The banks were also fined a total of $13.4 million for failing to correct “deficiencies” related to each bank’s compliance with 2011’s Independent Foreclosure Review in a “timely fashion.”

The OCC said Tuesday that it is assessing a $10 million civil money penalty against U.S. Bank for violations of the Independent Foreclosure Review that took place from Oct. 1, 2014 through Aug. 30, 2015.

Santander was also assessed a $3.4 million civil money penalty for violated the 2011 consent order from Oct. 1, 2014 through Dec. 31, 2015.

The banks will pay the assessed penalties to the U.S. Treasury.

Read on.

Video Surfaces of Hillary Clinton Blaming Homeowners for Financial Crisis

It is up to the voters to decide which Presidential candidate has a better plan to go over Wall Street execs and end the commercial banks from engaging in the investment business and not simply have the same repeated bank offenders to continue to pay a fine and sign a non-prosecution agreement in order to avoid jail time.


According to Hillary Clinton, if you were a victim of the foreclosure crisis, it was probably your fault.

The only problem with that argument is that it’s not even close to factually correct.

Clinton in 2007: Homeowners “should have known they were getting in over their heads”

When Clinton ran for president during her second term as New York’s U.S. Senator, she gave a tepid speech at the NASDAQ headquarters on December 5, 2007 — before the financial crisis reached a boiling point — about reforming Wall Street’s housing loan practices, largely excusing financial criminals for their behavior.

“Now these economic problems are certainly not all Wall Street’s fault – not by a long shot,” Clinton said early in the speech.

Clinton’s NASDAQ address amounted to essentially asking the financiers assembled to take voluntary action or else she would “consider legislation” to stop banks from kicking families out of their homes. But early on in the speech, Clinton placed equal blame for the subprime mortgage crisis on low-income homeowners alongside Wall Street.

“Homebuyers who paid extra fees to avoid documenting their income should have known they were getting in over their heads,” Clinton said.

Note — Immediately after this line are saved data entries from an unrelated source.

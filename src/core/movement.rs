//! Movement rules: the geometric patterns a figure may follow.
//!
//! A rule looks at one candidate step `from`-`to` for a figure against a board
//! snapshot and either accepts it or names the reason it doesn't apply. Rules
//! know nothing about turn order, ownership of the source square or check;
//! those belong to [`crate::core::validator::MoveValidator`].

use log::trace;
use thiserror::Error;

use crate::core::engine::{Board, Figure, FigureKind};
use crate::core::position::Position;
use crate::core::utils::{between, distance, is_in_diagonal_line, is_in_straight_line};

#[derive(Clone, Copy, Debug, PartialEq, Eq, Hash)]
pub enum MovementRule {
    /// One square straight ahead onto an empty square
    PawnStep,
    /// Two squares straight ahead from the start row over empty squares
    PawnDoubleStep,
    /// One square diagonally ahead, only onto an enemy figure
    PawnCapture,
    /// Any number of squares along a row or column
    Straight,
    /// Any number of squares along a diagonal
    Diagonal,
    /// L-shaped jump, ignoring anything in between
    KnightJump,
    /// One square in any direction
    KingStep,
}

#[derive(Error, Debug, Clone, Copy, PartialEq, Eq)]
pub enum RuleViolation {
    #[error("figure must leave its square")]
    NoMovement,
    #[error("not this figure's geometry")]
    WrongGeometry,
    #[error("path obstructed")]
    PathObstructed,
    #[error("destination occupied")]
    DestinationOccupied,
    #[error("nothing to capture")]
    NothingToCapture,
    #[error("pawn is not on its start row")]
    NotOnStartRow,
}

impl MovementRule {
    pub fn validate(
        self,
        figure: &Figure,
        from: Position,
        to: Position,
        board: &Board,
    ) -> Result<(), RuleViolation> {
        if from == to {
            return Err(RuleViolation::NoMovement);
        }
        let (d_row, d_col) = from.delta(to);
        let forward = figure.color.forward();
        match self {
            MovementRule::PawnStep => {
                if d_col != 0 || d_row != forward {
                    Err(RuleViolation::WrongGeometry)
                } else if !board.is_empty(to) {
                    Err(RuleViolation::DestinationOccupied)
                } else {
                    Ok(())
                }
            }
            MovementRule::PawnDoubleStep => {
                if d_col != 0 || d_row != 2 * forward {
                    Err(RuleViolation::WrongGeometry)
                } else if from.row() != figure.color.pawn_row() {
                    Err(RuleViolation::NotOnStartRow)
                } else if !path_is_clear(from, to, board) {
                    Err(RuleViolation::PathObstructed)
                } else if !board.is_empty(to) {
                    Err(RuleViolation::DestinationOccupied)
                } else {
                    Ok(())
                }
            }
            MovementRule::PawnCapture => {
                if d_col.abs() != 1 || d_row != forward {
                    Err(RuleViolation::WrongGeometry)
                } else {
                    match board.get(to) {
                        Some(target) if target.color != figure.color => Ok(()),
                        _ => Err(RuleViolation::NothingToCapture),
                    }
                }
            }
            MovementRule::Straight => sliding(is_in_straight_line(from, to), from, to, board),
            MovementRule::Diagonal => sliding(is_in_diagonal_line(from, to), from, to, board),
            MovementRule::KnightJump => {
                if matches!((d_row.abs(), d_col.abs()), (1, 2) | (2, 1)) {
                    Ok(())
                } else {
                    Err(RuleViolation::WrongGeometry)
                }
            }
            MovementRule::KingStep => {
                if distance(from, to) == 1 {
                    Ok(())
                } else {
                    Err(RuleViolation::WrongGeometry)
                }
            }
        }
    }
}

fn sliding(aligned: bool, from: Position, to: Position, board: &Board) -> Result<(), RuleViolation> {
    if !aligned {
        Err(RuleViolation::WrongGeometry)
    } else if !path_is_clear(from, to, board) {
        Err(RuleViolation::PathObstructed)
    } else {
        Ok(())
    }
}

fn path_is_clear(from: Position, to: Position, board: &Board) -> bool {
    between(from, to).is_some_and(|mut path| path.all(|position| board.is_empty(position)))
}

/// Lookup from figure kind to its movement rules.
#[derive(Clone, Copy, Debug, Default)]
pub struct MovementStrategy;

impl MovementStrategy {
    /// Rules for `kind`, in evaluation order. Independent of any board state.
    pub fn rules_for(&self, kind: FigureKind) -> &'static [MovementRule] {
        match kind {
            FigureKind::Pawn => &[
                MovementRule::PawnStep,
                MovementRule::PawnDoubleStep,
                MovementRule::PawnCapture,
            ],
            FigureKind::Knight => &[MovementRule::KnightJump],
            FigureKind::Bishop => &[MovementRule::Diagonal],
            FigureKind::Rook => &[MovementRule::Straight],
            FigureKind::Queen => &[MovementRule::Straight, MovementRule::Diagonal],
            FigureKind::King => &[MovementRule::KingStep],
        }
    }
}

/** Try each rule in order; the first one accepting the move wins.
 * When none accept, the reason of the last rule tried is reported, not the
 * first or the most specific one. Pure: the board is only read. */
pub fn validate_movements(
    figure: &Figure,
    rules: &[MovementRule],
    from: Position,
    to: Position,
    board: &Board,
) -> Result<MovementRule, RuleViolation> {
    let mut last_failure = RuleViolation::WrongGeometry;
    for &rule in rules {
        match rule.validate(figure, from, to, board) {
            Ok(()) => {
                trace!("{:?} {from}-{to} accepted by {rule:?}", figure.kind);
                return Ok(rule);
            }
            Err(reason) => {
                trace!("{:?} {from}-{to} rejected by {rule:?}: {reason}", figure.kind);
                last_failure = reason;
            }
        }
    }
    Err(last_failure)
}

One YouTube user found video of the statement and put it side-by-side with her claim at the first Democratic debate in which she said she went to Wall Street before the crisis and told them to “cut it out.”

I read a financial book a couple of years ago that discuss the 10 causes of the financial crisis. I posted some of the highlights on my Justice League blog in 2012:

I mentioned Credit Default Swaps are one of the causes of the financial crisis. Of course there are others. First, let’s talk about Securitization.

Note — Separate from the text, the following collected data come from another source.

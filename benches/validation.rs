use chess_rules::{Board, Color, FigureKind, GameEngine, MoveValidator, Outcome, Player, Position};
use criterion::{black_box, criterion_group, criterion_main, Criterion};
use rand::rngs::StdRng;
use rand::seq::SliceRandom;
use rand::SeedableRng;

fn players() -> [Player; 2] {
    [Player::new("White", Color::White), Player::new("Black", Color::Black)]
}

fn all_destinations(game: &GameEngine<()>) -> Vec<(Position, Position)> {
    let color = game.current_player().color;
    game.board()
        .figures_of(color)
        .flat_map(|(from, _)| game.legal_destinations(from).into_iter().map(move |to| (from, to)))
        .collect()
}

fn random_game(seed: u64, max_steps: usize) -> GameEngine<()> {
    let mut rng = StdRng::seed_from_u64(seed);
    let mut game = GameEngine::new(players(), ());
    for _ in 0..max_steps {
        let Some(&(from, to)) = all_destinations(&game).choose(&mut rng) else {
            break;
        };
        if let Ok(Outcome::PromotionRequested(_)) = game.play(from, to) {
            let _ = game.resolve_promotion(FigureKind::Queen);
        }
    }
    game
}

fn criterion_benchmark(c: &mut Criterion) {
    let board = Board::initialize();
    c.bench_function("check detection", |b| {
        b.iter(|| MoveValidator::new(black_box(&board)).is_in_check(Color::White))
    });
    let middle_game = random_game(42, 30);
    c.bench_function("check detection, middle game", |b| {
        b.iter(|| MoveValidator::new(black_box(middle_game.board())).is_in_check(Color::Black))
    });
    let game = GameEngine::new(players(), ());
    c.bench_function("legal destinations from start", |b| {
        b.iter(|| all_destinations(black_box(&game)))
    });
    c.bench_function("random game 100", |b| b.iter(|| random_game(black_box(7), 100)));
}

criterion_group!(benches, criterion_benchmark);
criterion_main!(benches);
use std::fmt::{Debug, Display};
use std::str::FromStr;

use serde::{Deserialize, Serialize};

use crate::core::error::PositionParseError;

/** Square on the board, stored as a 0x88 code.
 * Bits 6-4 -- row index (0 is row 1)
 * Bits 2-0 -- column index (0 is column 'a')
 * Bits 7 and 3 are always clear for a valid square. */
#[derive(Clone, Copy, PartialEq, Eq, Hash, PartialOrd, Ord, Serialize, Deserialize)]
pub struct Position(u8);

impl Position {
    /// Square at `row` (1..=8) and `col` ('a'..='h').
    pub fn new(row: u8, col: char) -> Option<Position> {
        if !(1..=8).contains(&row) || !('a'..='h').contains(&col) {
            return None;
        }
        Some(Position(compact_pos(row - 1, col as u8 - b'a')))
    }

    /// Square on a row and column known to be on the board.
    pub(crate) const fn at(row: u8, col: char) -> Position {
        Position(compact_pos(row - 1, col as u8 - b'a'))
    }

    pub(crate) fn from_code(code: u8) -> Option<Position> {
        is_valid_coord(code).then_some(Position(code))
    }

    #[inline]
    pub(crate) fn code(self) -> u8 {
        self.0
    }

    /// Index into a 128 slot 0x88 array.
    #[inline]
    pub(crate) fn index(self) -> usize {
        self.0 as usize
    }

    pub fn row(self) -> u8 {
        ((self.0 & 0xf0) >> 4) + 1
    }

    pub fn col(self) -> char {
        (b'a' + (self.0 & 0x0f)) as char
    }

    #[inline]
    pub(crate) fn rank_index(self) -> i8 {
        ((self.0 & 0xf0) >> 4) as i8
    }

    #[inline]
    pub(crate) fn file_index(self) -> i8 {
        (self.0 & 0x0f) as i8
    }

    /// Row and column deltas from `self` to `other`.
    pub(crate) fn delta(self, other: Position) -> (i8, i8) {
        (
            other.rank_index() - self.rank_index(),
            other.file_index() - self.file_index(),
        )
    }

    /// All 64 squares, row by row starting from a1.
    pub fn all() -> impl Iterator<Item = Position> {
        ITER_INDEX.iter().map(|&code| Position(code))
    }
}

impl Display for Position {
    fn fmt(&self, f: &mut std::fmt::Formatter<'_>) -> std::fmt::Result {
        write!(f, "{}{}", self.col(), self.row())
    }
}

impl Debug for Position {
    fn fmt(&self, f: &mut std::fmt::Formatter<'_>) -> std::fmt::Result {
        write!(f, "Position({self})")
    }
}

impl FromStr for Position {
    type Err = PositionParseError;

    fn from_str(s: &str) -> Result<Self, Self::Err> {
        let mut chars = s.trim().chars();
        let (Some(col), Some(row), None) = (chars.next(), chars.next(), chars.next()) else {
            return Err(PositionParseError::Length(s.to_string()));
        };
        let col = col.to_ascii_lowercase();
        if !('a'..='h').contains(&col) {
            return Err(PositionParseError::Column(col));
        }
        row.to_digit(10)
            .and_then(|digit| Position::new(digit as u8, col))
            .ok_or(PositionParseError::Row(row))
    }
}

#[inline]
pub(crate) fn is_valid_coord(coord: u8) -> bool {
    coord & 0x88 == 0x00
}

#[inline]
pub(crate) const fn compact_pos(rank: u8, file: u8) -> u8 {
    rank << 4 | file
}

const ITER_INDEX: [u8; 64] = {
    let mut arr = [0; 64];
    let mut idx = 0;
    while idx < 64 {
        arr[idx] = ((idx / 8) << 4 | idx % 8) as u8;
        idx += 1;
    }
    arr
};
//! Move validation: ownership and occupancy preconditions, movement rules,
//! check detection and castling.
//!
//! The validator only ever reads the board it was built over. Planning a move
//! produces the resulting board as a new value, so a refused move leaves
//! nothing behind to roll back.

use std::iter::once;

use log::{debug, trace};

use crate::core::definitions::{CastlingSide, Move, MoveType, PromotionContext};
use crate::core::engine::{Board, Color, Figure, FigureKind};
use crate::core::error::{CastlingBlock, CastlingForfeit, MoveError, MoveResult};
use crate::core::movement::{validate_movements, MovementRule, MovementStrategy};
use crate::core::position::Position;
use crate::core::utils::in_direction;

/// Rook companion move of a castling, as found by
/// [`MoveValidator::check_if_castling_possible`].
#[derive(Clone, Copy, Debug, PartialEq, Eq)]
pub struct CastlingPlan {
    pub side: CastlingSide,
    pub king_from: Position,
    pub king_to: Position,
    pub rook: Figure,
    pub rook_from: Position,
    pub rook_to: Position,
}

/// Outcome of a validated move, not yet committed.
#[derive(Clone, Debug)]
pub struct Transition {
    /// Board after the move
    pub board: Board,
    pub mv: Move,
    /// Enemy figure taken off the destination square
    pub captured: Option<Figure>,
    pub castling: Option<CastlingPlan>,
    /// Set when a pawn reached its last row
    pub promotion: Option<PromotionContext>,
}

pub struct MoveValidator<'a> {
    board: &'a Board,
    strategy: MovementStrategy,
}

impl<'a> MoveValidator<'a> {
    pub fn new(board: &'a Board) -> Self {
        MoveValidator {
            board,
            strategy: MovementStrategy,
        }
    }

    /// The source square must hold a figure of `color`.
    pub fn check_ownership(&self, color: Color, from: Position) -> MoveResult<Figure> {
        match self.board.get(from) {
            None => Err(MoveError::EmptySource(from)),
            Some(figure) if figure.color != color => Err(MoveError::NotYourFigure {
                position: from,
                owner: figure.color,
            }),
            Some(figure) => Ok(figure),
        }
    }

    /// The destination may be empty or hold an enemy, never an ally.
    pub fn check_destination(&self, color: Color, to: Position) -> MoveResult<Option<Figure>> {
        match self.board.get(to) {
            Some(figure) if figure.color == color => Err(MoveError::OccupiedByAlly(to)),
            target => Ok(target),
        }
    }

    pub fn validate_geometry(
        &self,
        figure: &Figure,
        from: Position,
        to: Position,
    ) -> MoveResult<MovementRule> {
        let rules = figure.movements(&self.strategy);
        validate_movements(figure, rules, from, to, self.board).map_err(|reason| {
            MoveError::IllegalGeometry {
                kind: figure.kind,
                from,
                to,
                reason,
            }
        })
    }

    /// Ownership, occupancy and movement rules, in that order. Check safety is
    /// not part of it.
    pub fn validate(&self, color: Color, from: Position, to: Position) -> MoveResult<Figure> {
        let figure = self.check_ownership(color, from)?;
        self.check_destination(color, to)?;
        self.validate_geometry(&figure, from, to)?;
        Ok(figure)
    }

    /** Whether a `color` king standing on `test_position` could be captured.
     * With a castling side, the two squares the king crosses towards that
     * side are tested as well. */
    pub fn king_is_under_attack(
        &self,
        color: Color,
        test_position: Position,
        castling: Option<CastlingSide>,
    ) -> bool {
        self.first_attacked_square(color, test_position, castling)
            .is_some()
    }

    fn first_attacked_square(
        &self,
        color: Color,
        test_position: Position,
        castling: Option<CastlingSide>,
    ) -> Option<Position> {
        let crossed = castling
            .into_iter()
            .flat_map(|side| in_direction(test_position, 0, side.direction()).take(2));
        once(test_position)
            .chain(crossed)
            .find(|&square| self.square_is_attacked(color, square))
    }

    /// Runs every enemy figure's rules against a king of `color` placed on
    /// `square`, stopping at the first one that gets through.
    fn square_is_attacked(&self, color: Color, square: Position) -> bool {
        let mut hypothetical = self.board.clone();
        if let Some(king) = self.board.king_position(color) {
            hypothetical.remove_figure(king);
        }
        hypothetical.remove_figure(square);
        if hypothetical
            .add_figure(square, Figure::new(FigureKind::King, color))
            .is_err()
        {
            return false;
        }
        let validator = MoveValidator::new(&hypothetical);
        let attacker = hypothetical
            .figures_of(color.opposite())
            .find(|&(from, _)| validator.validate(color.opposite(), from, square).is_ok());
        if let Some((from, figure)) = attacker {
            trace!("{square} is attacked by {:?} on {from}", figure.kind);
        }
        attacker.is_some()
    }

    pub fn is_in_check(&self, color: Color) -> bool {
        self.board
            .king_position(color)
            .is_some_and(|king| self.king_is_under_attack(color, king, None))
    }

    /// Checks the joint king and rook preconditions of castling and returns
    /// the rook's companion move.
    pub fn check_if_castling_possible(
        &self,
        color: Color,
        side: CastlingSide,
    ) -> MoveResult<CastlingPlan> {
        let row = color.home_row();
        let king_from = Position::at(row, 'e');
        let rook_from = Position::at(row, side.rook_column());
        let rook_to = Position::at(row, side.rook_destination_column());
        let forfeited = |reason| MoveError::CastlingForfeited { side, reason };
        let blocked = |reason| MoveError::CastlingBlocked { side, reason };

        let king = self
            .board
            .get(king_from)
            .filter(|figure| figure.color == color && figure.kind == FigureKind::King)
            .ok_or(forfeited(CastlingForfeit::KingMissing(king_from)))?;
        if king.has_moved() {
            return Err(forfeited(CastlingForfeit::KingMoved));
        }
        let rook = self
            .board
            .get(rook_from)
            .filter(|figure| figure.color == color && figure.kind == FigureKind::Rook)
            .ok_or(forfeited(CastlingForfeit::RookMissing(rook_from)))?;
        if rook.has_moved() {
            return Err(forfeited(CastlingForfeit::RookMoved(rook_from)));
        }

        // The rook reaching the square next to the king clears the whole path.
        if self.validate_geometry(&rook, rook_from, rook_to).is_err()
            || !self.board.is_empty(rook_to)
        {
            return Err(blocked(CastlingBlock::PathObstructed));
        }
        if let Some(square) = self.first_attacked_square(color, king_from, Some(side)) {
            return Err(blocked(CastlingBlock::SquareAttacked(square)));
        }

        Ok(CastlingPlan {
            side,
            king_from,
            king_to: Position::at(row, side.king_destination_column()),
            rook,
            rook_from,
            rook_to,
        })
    }

    /// A king two columns away along its home row from the e-file asks for
    /// castling rather than a plain step.
    pub fn castling_side(&self, figure: &Figure, from: Position, to: Position) -> Option<CastlingSide> {
        let (d_row, d_col) = from.delta(to);
        let home = Position::at(figure.color.home_row(), 'e');
        if figure.kind != FigureKind::King || from != home || d_row != 0 {
            return None;
        }
        match d_col {
            2 => Some(CastlingSide::KingSide),
            -2 => Some(CastlingSide::QueenSide),
            _ => None,
        }
    }

    /// Validates a move of `color` and computes the board after it. The
    /// board this validator reads is never touched.
    pub fn plan(&self, color: Color, from: Position, to: Position) -> MoveResult<Transition> {
        let figure = self.check_ownership(color, from)?;
        self.check_destination(color, to)?;

        if let Some(side) = self.castling_side(&figure, from, to) {
            return self.plan_castling(color, side);
        }

        self.validate_geometry(&figure, from, to)?;
        let mut board = self.board.clone();
        let captured = board.move_figure_at_position(from, to)?;
        if MoveValidator::new(&board).is_in_check(color) {
            debug!("{color} {from}-{to} exposes the king");
            return Err(MoveError::SelfCheck { color, from, to });
        }

        let promotes = figure.kind == FigureKind::Pawn && to.row() == color.promotion_row();
        let move_type = if promotes {
            MoveType::Promotion
        } else if captured.is_some() {
            MoveType::Capture
        } else {
            MoveType::Normal
        };
        let mv = Move {
            from,
            to,
            move_type,
            figure_letter: (figure.kind != FigureKind::Pawn).then(|| figure.kind.letter()),
            capture: captured.is_some(),
        };
        let promotion = promotes.then(|| PromotionContext {
            pawn: figure.into_moved(),
            position: to,
            pending: mv.clone(),
        });
        Ok(Transition {
            board,
            mv,
            captured,
            castling: None,
            promotion,
        })
    }

    fn plan_castling(&self, color: Color, side: CastlingSide) -> MoveResult<Transition> {
        let plan = self.check_if_castling_possible(color, side)?;
        let mut board = self.board.clone();
        board.move_figure_at_position(plan.king_from, plan.king_to)?;
        board.move_figure_at_position(plan.rook_from, plan.rook_to)?;
        if MoveValidator::new(&board).is_in_check(color) {
            return Err(MoveError::SelfCheck {
                color,
                from: plan.king_from,
                to: plan.king_to,
            });
        }
        let move_type = match side {
            CastlingSide::KingSide => MoveType::CastleKingSide,
            CastlingSide::QueenSide => MoveType::CastleQueenSide,
        };
        Ok(Transition {
            board,
            mv: Move {
                from: plan.king_from,
                to: plan.king_to,
                move_type,
                figure_letter: Some(FigureKind::King.letter()),
                capture: false,
            },
            captured: None,
            castling: Some(plan),
            promotion: None,
        })
    }
}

Securitization sounds like a great deal for anyone such as the banks, investors, and so on. But, the securitization of pools of mortgages into mortgage-backed securities (MBS) allowed banks to transfer risk to investors because banks no longer obliged to hold mortgages. This allowed banks and mortgage companies to originate more loans and make more money. The more money, the more profits for the banks. And securitization started to apply to other products such as car loans, student loans, credit card debt, and so on.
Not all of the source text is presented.